Schipani
rassomiglia Cleone di Atene e Santerre di Parigi. Ripieno del più caldo zelo
per la rivoluzione, attissimo a far sulle scene il protagonista in una tragedia
di Bruto, fu eletto comandante di una spedizione destinata a passar nelle
Calabrie, cioè nelle due province le più difficili a ridursi ed a governarsi
per l'asprezza dei siti e per il carattere degli abitanti. Non avea seco che
ottocento uomini, ma essi erano tutti valorosi e di poco inferiori di numero
alla forza nemica.
Schipani
marcia: prende Rocca di Aspide, prende Sicignano. A Castelluccia trova della
gente riunita e fortificata in una terra posta sulla cima di un monte di
difficilissimo accesso.
Vi erano però
mille strade per ridurla. Castelluccia era una picciola terra, che potea senza
pericolo lasciarsi dietro. Egli dovea marciare diritto alle Calabrie, ove
eranvi diecimila patrioti che lo attendevano; ove Ruffo non era ancora molto
forte, ed andava tentando appena una controrivoluzione, di cui forse egli
stesso disperava; e, discacciato una volta Ruffo, tutte le insorgenze della
parte meridionale della nostra regione andavano a cedere. Ma Schipani non seppe
conoscere il nemico che dovea combattere, né seppe, come Scipione, trascurare
Annibale per vincere Cartagine.
Tutt'i luoghi
intorno a Castelluccia erano ripieni di amici della rivoluzione. Campagna,
Albanella, Controne, Postiglione, Capaccio, ecc., potevano dare più di tremila
uomini agguerriti: il commissario del Cilento ne avea già pronti altri
quattrocento, ed anche di più, se avesse voluto, ne avrebbe potuto riunire. Se
Schipani avesse avuto più moderato desiderio di combattere e di vincere, e se
prima di distruggere i nemici avesse pensato a rendersi sicuro degli amici, che
gli offerivano i loro soccorsi, avrebbe potuto facilmente formare una forza
infinitamente superiore a quella che dovea combattere.
Avrebbe potuto
ridurre Castelluccia per fame, poiché non avea provvisioni che per pochi
giorni: avrebbe potuto prenderla circondandola e battendola dalla cima di un
monte che la domina; e questo consiglio gli fu suggerito dai cittadini di
Albanella e della Rocca, che si offrirono volontari a tale impresa. Qual
disgrazia che tal consiglio non sia nato da se stesso nella mente di Schipani!

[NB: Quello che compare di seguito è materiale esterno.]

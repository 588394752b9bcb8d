//! Liveness analysis: build a live range for every virtual register, and for every physical
//! register that some instruction fixes or clobbers.
//!
//! Blocks are visited in reverse order and instructions backwards within each block. A value is
//! assumed live from the start of the block until its last use; when its definition is found, the
//! range is shortened to start there. Values live around a loop's back edge are made live across
//! the whole loop.

use super::{
    data::RegisterAllocationData,
    live_range::{SpillLocation, TopLevelIdx, UsePositionHint, UsePositionIdx, UsePositionType},
    position::LifetimePosition,
};
use crate::{
    log::ra_trace,
    sequence::{GapPosition, InstrIdx, InstructionOperand, OperandSlot, RegisterKind, RpoNumber},
    stats::Counter,
    RegAllocError,
};
use std::collections::HashMap;
use vob::Vob;

pub(crate) struct LiveRangeBuilder<'d, 'a> {
    d: &'d mut RegisterAllocationData<'a>,
    /// The use created for each phi's definition, keyed by the source of the move into the phi
    /// from its block's first predecessor. When that move is processed, the phi's use is hinted
    /// with the move's source.
    phi_hints: HashMap<OperandSlot, UsePositionIdx>,
}
//! Live ranges: the intervals during which a value is live, the points where it is used, and the
//! way both are split up as allocation proceeds.
//!
//! Everything is stored in one arena, [LiveRanges], and linked together with indices. A
//! [TopLevelLiveRange] describes one virtual register (or one fixed physical register, or one
//! splinter). Its first [LiveRange] (its "head") initially holds all of the value's
//! [UseInterval]s and [UsePosition]s; splitting moves a suffix of both into a new child range,
//! linked from its predecessor via [LiveRange::next]. Children are thus always in start order.

use super::{data::PhiMapValue, position::LifetimePosition};
use crate::sequence::{
    InstrIdx, OperandSlot, RegCode, RegisterKind, Representation, UnallocatedOperand,
};
use index_vec::IndexVec;
use std::{cell::Cell, iter};

index_vec::define_index_type! {
    pub(crate) struct LiveRangeIdx = u32;
}

index_vec::define_index_type! {
    pub(crate) struct TopLevelIdx = u32;
}

index_vec::define_index_type! {
    pub(crate) struct UseIntervalIdx = u32;
}

index_vec::define_index_type! {
    pub(crate) struct UsePositionIdx = u32;
}

index_vec::define_index_type! {
    pub(crate) struct SpillRangeIdx = u32;
}

index_vec::define_index_type! {
    pub(crate) struct PhiIdx = u32;
}

/// A half-open interval `[start, end)` during which a value is live.
#[derive(Clone, Debug)]
pub(crate) struct UseInterval {
    pub(crate) start: LifetimePosition,
    pub(crate) end: LifetimePosition,
    pub(crate) next: Option<UseIntervalIdx>,
}

impl UseInterval {
    fn new(start: LifetimePosition, end: LifetimePosition) -> Self {
        debug_assert!(start < end);
        Self {
            start,
            end,
            next: None,
        }
    }

    pub(crate) fn contains(&self, pos: LifetimePosition) -> bool {
        self.start <= pos && pos < self.end
    }

    /// If `self` and `other` overlap, return the first position they share.
    pub(crate) fn intersect(&self, other: &UseInterval) -> Option<LifetimePosition> {
        if other.start < self.start {
            return other.intersect(self);
        }
        if other.start < self.end {
            return Some(other.start);
        }
        None
    }

    /// The index of the first instruction whose gap this interval covers.
    pub(crate) fn first_gap_index(&self) -> InstrIdx {
        let i = self.start.to_instruction_index();
        if self.start.is_instruction_position() {
            InstrIdx::new(i.index() + 1)
        } else {
            i
        }
    }

    /// The index of the last instruction whose gap this interval covers.
    pub(crate) fn last_gap_index(&self) -> InstrIdx {
        let i = self.end.to_instruction_index();
        if self.end.is_gap_position() && self.end.is_start() && i.index() > 0 {
            InstrIdx::new(i.index() - 1)
        } else {
            i
        }
    }
}

#[derive(Copy, Clone, Debug, PartialEq, Eq)]
pub(crate) enum UsePositionType {
    Any,
    RequiresRegister,
    RequiresSlot,
}

/// Where a use position might find out which register it would like to be in.
#[derive(Copy, Clone, Debug, PartialEq)]
pub(crate) enum UsePositionHint {
    None,
    /// The hint is a virtual register whose use position has not been created yet.
    Unresolved,
    /// A fixed register operand.
    Operand(crate::sequence::InstructionOperand),
    /// Whatever register another use position ends up being assigned.
    UsePos(UsePositionIdx),
    /// Whatever register a phi ends up being assigned.
    Phi(PhiIdx),
}

impl UsePositionHint {
    /// The kind of hint a move to or from `op` provides.
    pub(crate) fn for_operand(op: &crate::sequence::InstructionOperand) -> Self {
        use crate::sequence::InstructionOperand;
        match op {
            InstructionOperand::Unallocated(_) => UsePositionHint::Unresolved,
            InstructionOperand::Register { .. } => UsePositionHint::Operand(*op),
            _ => UsePositionHint::None,
        }
    }
}
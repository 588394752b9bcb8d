//! The live ranges allocated to one physical register, kept so that conflicts with a candidate
//! range can be found quickly.

use super::{
    live_range::{LiveRangeIdx, LiveRanges},
    position::LifetimePosition,
};
use std::collections::BTreeMap;

/// The use intervals of every range allocated to a register, keyed by start position. Intervals
/// of ranges sharing a register never overlap, so start positions are unique.
#[derive(Debug, Default)]
pub(crate) struct CoalescedLiveRanges {
    intervals: BTreeMap<LifetimePosition, (LifetimePosition, LiveRangeIdx)>,
}

impl CoalescedLiveRanges {
    pub(crate) fn allocate_range(&mut self, lrs: &LiveRanges, r: LiveRangeIdx) {
        for ui in lrs.intervals_of(r) {
            let old = self.intervals.insert(ui.start, (ui.end, r));
            debug_assert!(old.is_none(), "{} overlaps an allocated range", lrs.name(r));
        }
    }

    pub(crate) fn remove_range(&mut self, lrs: &LiveRanges, r: LiveRangeIdx) {
        for ui in lrs.intervals_of(r) {
            let old = self.intervals.remove(&ui.start);
            debug_assert_eq!(old.map(|(_, x)| x), Some(r));
        }
    }

    /// The allocated ranges that are live at some position where `r` is, in order of first
    /// conflict.
    pub(crate) fn conflicts(&self, lrs: &LiveRanges, r: LiveRangeIdx) -> Vec<LiveRangeIdx> {
        let mut out = Vec::new();
        for ui in lrs.intervals_of(r) {
            let overlapping = self
                .intervals
                .range(..ui.end)
                .rev()
                .take_while(|(_, (end, _))| *end > ui.start)
                .map(|(_, (_, x))| *x)
                .collect::<Vec<_>>();
            for x in overlapping.into_iter().rev() {
                if !out.contains(&x) {
                    out.push(x);
                }
            }
        }
        out
    }

    pub(crate) fn is_free_for(&self, lrs: &LiveRanges, r: LiveRangeIdx) -> bool {
        lrs.intervals_of(r).all(|ui| {
            self.intervals
                .range(..ui.end)
                .next_back()
                .map_or(true, |(_, (end, _))| *end <= ui.start)
        })
    }
}

#[cfg(test)]
mod test {
    use super::*;
    use crate::sequence::Representation;

    fn p(x: i32) -> LifetimePosition {
        LifetimePosition::from_int(x)
    }

    #[test]
    fn conflicts() {
        let mut lrs = LiveRanges::new();
        let mk = |lrs: &mut LiveRanges, vreg, ivs: &[(i32, i32)]| {
            let top = lrs.new_top_level(vreg, Representation::Word64);
            for (s, e) in ivs.iter().rev() {
                lrs.add_use_interval(top, p(*s), p(*e));
            }
            lrs.head(top)
        };
        let a = mk(&mut lrs, 0, &[(2, 6), (12, 20)]);
        let b = mk(&mut lrs, 1, &[(6, 12)]);
        let c = mk(&mut lrs, 2, &[(4, 8), (18, 30)]);
        let d = mk(&mut lrs, 3, &[(20, 22)]);

        let mut reg = CoalescedLiveRanges::default();
        reg.allocate_range(&lrs, a);
        reg.allocate_range(&lrs, b);
        assert!(reg.is_free_for(&lrs, d));
        assert!(reg.conflicts(&lrs, d).is_empty());
        assert!(!reg.is_free_for(&lrs, c));
        assert_eq!(reg.conflicts(&lrs, c), vec![a, b]);

        reg.remove_range(&lrs, a);
        assert_eq!(reg.conflicts(&lrs, c), vec![b]);
        reg.remove_range(&lrs, b);
        assert!(reg.is_free_for(&lrs, c));
        reg.allocate_range(&lrs, c);
        assert_eq!(reg.conflicts(&lrs, d), vec![c]);
    }
}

Egli avea un'idea romanzesca della gloria, e riputava viltà il seguire un
consiglio che non fosse suo.
Questo suo
carattere fece sì che ricusasse l'offerta dei castelluccesi, i quali volean
rendersi, a condizione però che la truppa non fosse entrata nella terra; e
l'altra, offertagli da Sciarpa, capo di tutta quella insorgenza, di voler unire
le sue truppe alle truppe della repubblica, purché gli si fosse dato un
compenso43. Schipani rispose come Goffredo:
Guerreggio in Asia, e non vi
cambio o merco.
Questo stesso
carattere gli fece immaginare un piano d'assalto della Castelluccia da quel
lato appunto per lo quale il prenderla era impossibile. I nostri fecero prodigi
di valore. Il nemico, forte per la sua situazione, distrusse la nostra truppa
colle pietre. Schipani fu costretto a ritirarsi; e, cadendo in un momento
dall'audacia nella disperazione, la sua ritirata fu quasi una fuga.
La spedizione
diretta da Schipani dovea esser comandata dal valoroso Pignatelli di Strongoli.
È stata una disgrazia per la nostra repubblica che Pignatelli, per malattia
sopravvenutagli, non poté allora prestarsi agli ordini del governo ed al
desiderio dei buoni.
Dopo questa
operazione, Schipani fu inviato contro gl'insorgenti di Sarno. Giunse a Palma,
incendiò due ritratti del re e della regina, che per caso vi si ritrovarono,
arringò al popolo e se ne ritornò indietro. Vi andarono i francesi,
saccheggiarono ed incendiarono Lauro, donde tutti gli abitanti erano fuggiti, e
non uccisero un solo insorgente. Così gl'insorgenti di Lauro e di Sarno, non
vinti, ma solo irritati, si unirono a quelli di Castelluccia e delle contrade
di Salerno, già vincitori.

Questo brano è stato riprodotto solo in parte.